ACTIVITY :: An exact copy of all entries is required.

AVAILABLE RECORDS ::
= Beginning of Section =

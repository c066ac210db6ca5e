use std::{path::Path, process::Command};

use tracing::debug;

use crate::config::ImagesConfig;
use crate::error::Error;

/// Runs the image generator over the given result files.
pub fn generate_images(config: &ImagesConfig, files: &[&Path]) -> Result<(), Error> {
    let tool = super::tool_path("visualize", &config.tool);
    let tool_name = tool.display().to_string();

    let mut cmd = Command::new(&tool);
    cmd.args(&config.args);
    cmd.args(files);

    debug!(tool = %tool_name, files = files.len(), "generating images");

    let status = cmd.status().map_err(|source| Error::ImageTool {
        tool: tool_name.clone(),
        source: Some(source),
    })?;

    if !status.success() {
        return Err(Error::ImageTool {
            tool: tool_name,
            source: None,
        });
    }

    Ok(())
}
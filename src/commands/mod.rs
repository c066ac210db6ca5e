use std::path::{Path, PathBuf};

use clap::Args as ClapArgs;

use crate::error::Error;

pub mod files;
pub mod results;
pub mod verb;

/// Flags shared by every verb.
#[derive(ClapArgs, Debug, Clone, Default)]
pub struct ScanArgs {
    /// The directory in which to find the SARIF files [default: build]
    #[arg(long, value_parser = existing_dir)]
    pub base_dir: Option<PathBuf>,

    /// File the discovery log is written to [default: logfile.txt]
    #[arg(long)]
    pub log_path: Option<PathBuf>,

    /// Generate images from the result files
    #[arg(long)]
    pub gen_images: bool,

    /// Delete all result files. This might include additional files beside
    /// what is listed. An interactive prompt will ask for confirmation
    #[arg(long)]
    pub delete: bool,

    /// Same as --delete without an interactive confirmation
    #[arg(long)]
    pub delete_yes: bool,
}

impl ScanArgs {
    pub fn wants_delete(&self) -> bool {
        self.delete || self.delete_yes
    }
}

pub fn validate_base_dir(path: &Path) -> Result<PathBuf, Error> {
    if !path.exists() {
        return Err(Error::BaseDirMissing(path.to_path_buf()));
    }

    if !path.is_dir() {
        return Err(Error::BaseDirNotDirectory(path.to_path_buf()));
    }

    Ok(path.to_path_buf())
}

fn existing_dir(value: &str) -> Result<PathBuf, Error> {
    validate_base_dir(Path::new(value))
}

/// Shortens `path` to be relative to `cwd` when it lies below it.
pub fn display_path(path: &Path, cwd: &Path) -> PathBuf {
    if path.is_absolute() {
        if let Ok(relative) = path.strip_prefix(cwd) {
            return relative.to_path_buf();
        }
    }

    path.to_path_buf()
}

= End of Section =

WRITTEN RESPONSE ::
repository c066ac210db6ca5e
use std::{path::Path, process::Command};

use tracing::debug;

use crate::config::ImagesConfig;
use crate::error::Error;

/// Runs the image generator over the given result files.
pub fn generate_images(config: &ImagesConfig, files: &[&Path]) -> Result<(), Error> {
    let tool = super::tool_path("visualize", &config.tool);
    let tool_name = tool.display().to_string();

    let mut cmd = Command::new(&tool);
    cmd.args(&config.args);
    cmd.args(files);

    debug!(tool = %tool_name, files = files.len(), "generating images");

    let status = cmd.status().map_err(|source| Error::ImageTool {
        tool: tool_name.clone(),
        source: Some(source),
    })?;

    if !status.success() {
        return Err(Error::ImageTool {
            tool: tool_name,
            source: None,
        });
    }

    Ok(())
}
filename src/commands/mod.rs
repository c066ac210db6ca5e
use std::path::{Path, PathBuf};

use clap::Args as ClapArgs;

use crate::error::Error;

pub mod files;
pub mod results;
pub mod verb;

/// Flags shared by every verb.
#[derive(ClapArgs, Debug, Clone, Default)]
pub struct ScanArgs {
    /// The directory in which to find the SARIF files [default: build]
    #[arg(long, value_parser = existing_dir)]
    pub base_dir: Option<PathBuf>,

    /// File the discovery log is written to [default: logfile.txt]
    #[arg(long)]
    pub log_path: Option<PathBuf>,

    /// Generate images from the result files
    #[arg(long)]
    pub gen_images: bool,

    /// Delete all result files. This might include additional files beside
    /// what is listed. An interactive prompt will ask for confirmation
    #[arg(long)]
    pub delete: bool,

    /// Same as --delete without an interactive confirmation
    #[arg(long)]
    pub delete_yes: bool,
}

impl ScanArgs {
    pub fn wants_delete(&self) -> bool {
        self.delete || self.delete_yes
    }
}

pub fn validate_base_dir(path: &Path) -> Result<PathBuf, Error> {
    if !path.exists() {
        return Err(Error::BaseDirMissing(path.to_path_buf()));
    }

    if !path.is_dir() {
        return Err(Error::BaseDirNotDirectory(path.to_path_buf()));
    }

    Ok(path.to_path_buf())
}

fn existing_dir(value: &str) -> Result<PathBuf, Error> {
    validate_base_dir(Path::new(value))
}

/// Shortens `path` to be relative to `cwd` when it lies below it.
pub fn display_path(path: &Path, cwd: &Path) -> PathBuf {
    if path.is_absolute() {
        if let Ok(relative) = path.strip_prefix(cwd) {
            return relative.to_path_buf();
        }
    }

    path.to_path_buf()
}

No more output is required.